### GIVEN DATA:

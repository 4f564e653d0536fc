//! Error types module
//!
//! All request-scoped failures are unified under [`AppError`]. Each variant
//! describes its own HTTP presentation through [`ErrorMetadata`], so the HTTP
//! layer renders every error the same way.

use std::collections::BTreeMap;
use std::time::Duration;

#[cfg(feature = "sqlx")]
use sqlx::Error as SqlxError;

/// Log level for error reporting
#[derive(Debug, Clone, Copy, PartialEq, Eq)]
pub enum LogLevel {
    /// Debug level - for expected errors like validation failures
    Debug,
    /// Warning level - for recoverable issues
    Warn,
    /// Error level - for unexpected failures
    Error,
}

/// Metadata for error responses - defines how an error should be presented
pub trait ErrorMetadata {
    /// HTTP status code to return
    fn http_status_code(&self) -> u16;

    /// Machine-readable error code (e.g., "DATABASE_ERROR")
    fn error_code(&self) -> &'static str;

    /// Client-facing message (may differ from internal error message)
    fn client_message(&self) -> String;

    /// Whether details should be hidden from clients
    fn is_sensitive(&self) -> bool;

    /// Log level for this error
    fn log_level(&self) -> LogLevel;
}

/// Field name to message, as returned to clients on failed validation.
pub type FieldErrors = BTreeMap<String, String>;

#[derive(Debug, thiserror::Error)]
pub enum AppError {
    #[cfg(feature = "sqlx")]
    #[error("Database error: {0}")]
    Database(#[source] SqlxError),

    #[cfg(not(feature = "sqlx"))]
    #[error("Database error: {0}")]
    Database(String),

    #[error("Not found: {0}")]
    NotFound(String),

    #[error("Edit conflict")]
    EditConflict,

    #[error("Method {0} not allowed")]
    MethodNotAllowed(String),

    #[error("Validation failed on {} field(s)", .0.len())]
    Validation(FieldErrors),

    #[error("Bad request: {0}")]
    BadRequest(String),

    #[error("Payload too large: {0}")]
    PayloadTooLarge(String),

    #[error("Rate limit exceeded, retry after {retry_after:?}")]
    RateLimitExceeded { retry_after: Duration },

    #[error("Unable to determine client identity: {0}")]
    IdentityExtraction(String),

    #[error("Recovered from panic: {0}")]
    PanicRecovered(String),

    #[error("Internal error: {0}")]
    Internal(String),

    #[error("Internal error with source")]
    InternalWithSource {
        message: String,
        #[source]
        source: anyhow::Error,
    },
}

#[cfg(feature = "sqlx")]
impl From<SqlxError> for AppError {
    fn from(err: SqlxError) -> Self {
        match err {
            SqlxError::RowNotFound => AppError::NotFound("record not found".to_string()),
            other => AppError::Database(other),
        }
    }
}

impl From<anyhow::Error> for AppError {
    fn from(err: anyhow::Error) -> Self {
        AppError::InternalWithSource {
            message: err.to_string(),
            source: err,
        }
    }
}

impl From<validator::ValidationErrors> for AppError {
    fn from(errors: validator::ValidationErrors) -> Self {
        let fields = errors
            .field_errors()
            .into_iter()
            .filter_map(|(field, errs)| {
                errs.first().map(|e| {
                    let message = e
                        .message
                        .as_ref()
                        .map(|m| m.to_string())
                        .unwrap_or_else(|| e.code.to_string());
                    (field.to_string(), message)
                })
            })
            .collect();
        AppError::Validation(fields)
    }
}

/// Static metadata for each variant: (http_status, error_code, sensitive, log_level).
fn app_error_static_metadata(err: &AppError) -> (u16, &'static str, bool, LogLevel) {
    match err {
        AppError::Database(_) => (500, "DATABASE_ERROR", true, LogLevel::Error),
        AppError::NotFound(_) => (404, "NOT_FOUND", false, LogLevel::Debug),
        AppError::EditConflict => (409, "EDIT_CONFLICT", false, LogLevel::Debug),
        AppError::MethodNotAllowed(_) => (405, "METHOD_NOT_ALLOWED", false, LogLevel::Debug),
        AppError::Validation(_) => (422, "VALIDATION_FAILED", false, LogLevel::Debug),
        AppError::BadRequest(_) => (400, "BAD_REQUEST", false, LogLevel::Debug),
        AppError::PayloadTooLarge(_) => (413, "PAYLOAD_TOO_LARGE", false, LogLevel::Debug),
        AppError::RateLimitExceeded { .. } => {
            (429, "RATE_LIMIT_EXCEEDED", false, LogLevel::Debug)
        }
        AppError::IdentityExtraction(_) => {
            (500, "CLIENT_IDENTITY_UNAVAILABLE", true, LogLevel::Error)
        }
        AppError::PanicRecovered(_) => (500, "INTERNAL_ERROR", true, LogLevel::Error),
        AppError::Internal(_) => (500, "INTERNAL_ERROR", true, LogLevel::Error),
        AppError::InternalWithSource { .. } => (500, "INTERNAL_ERROR", true, LogLevel::Error),
    }
}

const SERVER_ERROR_MESSAGE: &str =
    "the server encountered a problem and could not process your request";

impl AppError {
    /// Get the error type name for detailed error responses
    pub fn error_type(&self) -> &str {
        match self {
            AppError::Database(_) => "Database",
            AppError::NotFound(_) => "NotFound",
            AppError::EditConflict => "EditConflict",
            AppError::MethodNotAllowed(_) => "MethodNotAllowed",
            AppError::Validation(_) => "Validation",
            AppError::BadRequest(_) => "BadRequest",
            AppError::PayloadTooLarge(_) => "PayloadTooLarge",
            AppError::RateLimitExceeded { .. } => "RateLimitExceeded",
            AppError::IdentityExtraction(_) => "IdentityExtraction",
            AppError::PanicRecovered(_) => "PanicRecovered",
            AppError::Internal(_) => "Internal",
            AppError::InternalWithSource { .. } => "Internal",
        }
    }

    /// Get detailed error information including error chain
    pub fn detailed_message(&self) -> String {
        use std::error::Error;

        let mut details = self.to_string();

        let mut source = self.source();
        let mut depth = 0;
        while let Some(err) = source {
            depth += 1;
            if depth > 5 {
                details.push_str("\n  ... (truncated)");
                break;
            }
            details.push_str(&format!("\n  Caused by: {}", err));
            source = err.source();
        }

        details
    }

    /// Seconds a rejected client should wait before retrying, if applicable.
    pub fn retry_after_secs(&self) -> Option<u64> {
        match self {
            AppError::RateLimitExceeded { retry_after } => {
                Some(retry_after.as_secs_f64().ceil().max(1.0) as u64)
            }
            _ => None,
        }
    }
}

impl ErrorMetadata for AppError {
    fn http_status_code(&self) -> u16 {
        app_error_static_metadata(self).0
    }

    fn error_code(&self) -> &'static str {
        app_error_static_metadata(self).1
    }

    fn client_message(&self) -> String {
        match self {
            AppError::NotFound(_) => "the requested resource could not be found".to_string(),
            AppError::EditConflict => {
                "unable to update the record due to an edit conflict, please try again"
                    .to_string()
            }
            AppError::MethodNotAllowed(method) => {
                format!("the {} method is not supported for this resource", method)
            }
            AppError::Validation(_) => "validation failed".to_string(),
            AppError::BadRequest(msg) | AppError::PayloadTooLarge(msg) => msg.clone(),
            AppError::RateLimitExceeded { .. } => "rate limit exceeded".to_string(),
            AppError::Database(_)
            | AppError::IdentityExtraction(_)
            | AppError::PanicRecovered(_)
            | AppError::Internal(_)
            | AppError::InternalWithSource { .. } => SERVER_ERROR_MESSAGE.to_string(),
        }
    }

    fn is_sensitive(&self) -> bool {
        app_error_static_metadata(self).2
    }

    fn log_level(&self) -> LogLevel {
        app_error_static_metadata(self).3
    }
}

#[cfg(test)]
mod tests {
    use super::*;
    use std::borrow::Cow;
    use validator::{ValidationError, ValidationErrors};

    #[test]
    fn test_rate_limit_is_not_logged_as_fault() {
        let err = AppError::RateLimitExceeded {
            retry_after: Duration::from_millis(300),
        };
        assert_eq!(err.http_status_code(), 429);
        assert_eq!(err.log_level(), LogLevel::Debug);
        assert_eq!(err.client_message(), "rate limit exceeded");
        assert_eq!(err.retry_after_secs(), Some(1));
    }

    #[test]
    fn test_retry_after_rounds_up() {
        let err = AppError::RateLimitExceeded {
            retry_after: Duration::from_millis(2_100),
        };
        assert_eq!(err.retry_after_secs(), Some(3));

        let err = AppError::RateLimitExceeded {
            retry_after: Duration::MAX,
        };
        assert_eq!(err.retry_after_secs(), Some(u64::MAX));
        assert_eq!(AppError::EditConflict.retry_after_secs(), None);
    }

    #[test]
    fn test_method_not_allowed_names_method() {
        let err = AppError::MethodNotAllowed("DELETE".into());
        assert_eq!(err.http_status_code(), 405);
        assert!(!err.is_sensitive());
        assert_eq!(
            err.client_message(),
            "the DELETE method is not supported for this resource"
        );
    }

    #[test]
    fn test_server_faults_hide_details() {
        for err in [
            AppError::IdentityExtraction("no peer address".into()),
            AppError::PanicRecovered("boom".into()),
            AppError::Internal("oops".into()),
        ] {
            assert_eq!(err.http_status_code(), 500);
            assert!(err.is_sensitive());
            assert_eq!(err.log_level(), LogLevel::Error);
            assert!(!err.client_message().contains("boom"));
        }
    }

    #[test]
    fn test_validation_errors_converted_to_field_map() {
        let mut errors = ValidationErrors::new();
        errors.add(
            "content",
            ValidationError::new("required").with_message(Cow::Borrowed("must be provided")),
        );
        errors.add("author", ValidationError::new("length"));

        let AppError::Validation(fields) = AppError::from(errors) else {
            panic!("expected validation error");
        };
        assert_eq!(fields.get("content").map(String::as_str), Some("must be provided"));
        assert_eq!(fields.get("author").map(String::as_str), Some("length"));
    }

    #[cfg(feature = "sqlx")]
    #[test]
    fn test_row_not_found_maps_to_not_found() {
        let err = AppError::from(sqlx::Error::RowNotFound);
        assert_eq!(err.http_status_code(), 404);
    }
}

### WORK ORDER:
How many lines in the entries above hold the word "could"? Reply with the number by itself.

### EXERCISE OUTPUT:
2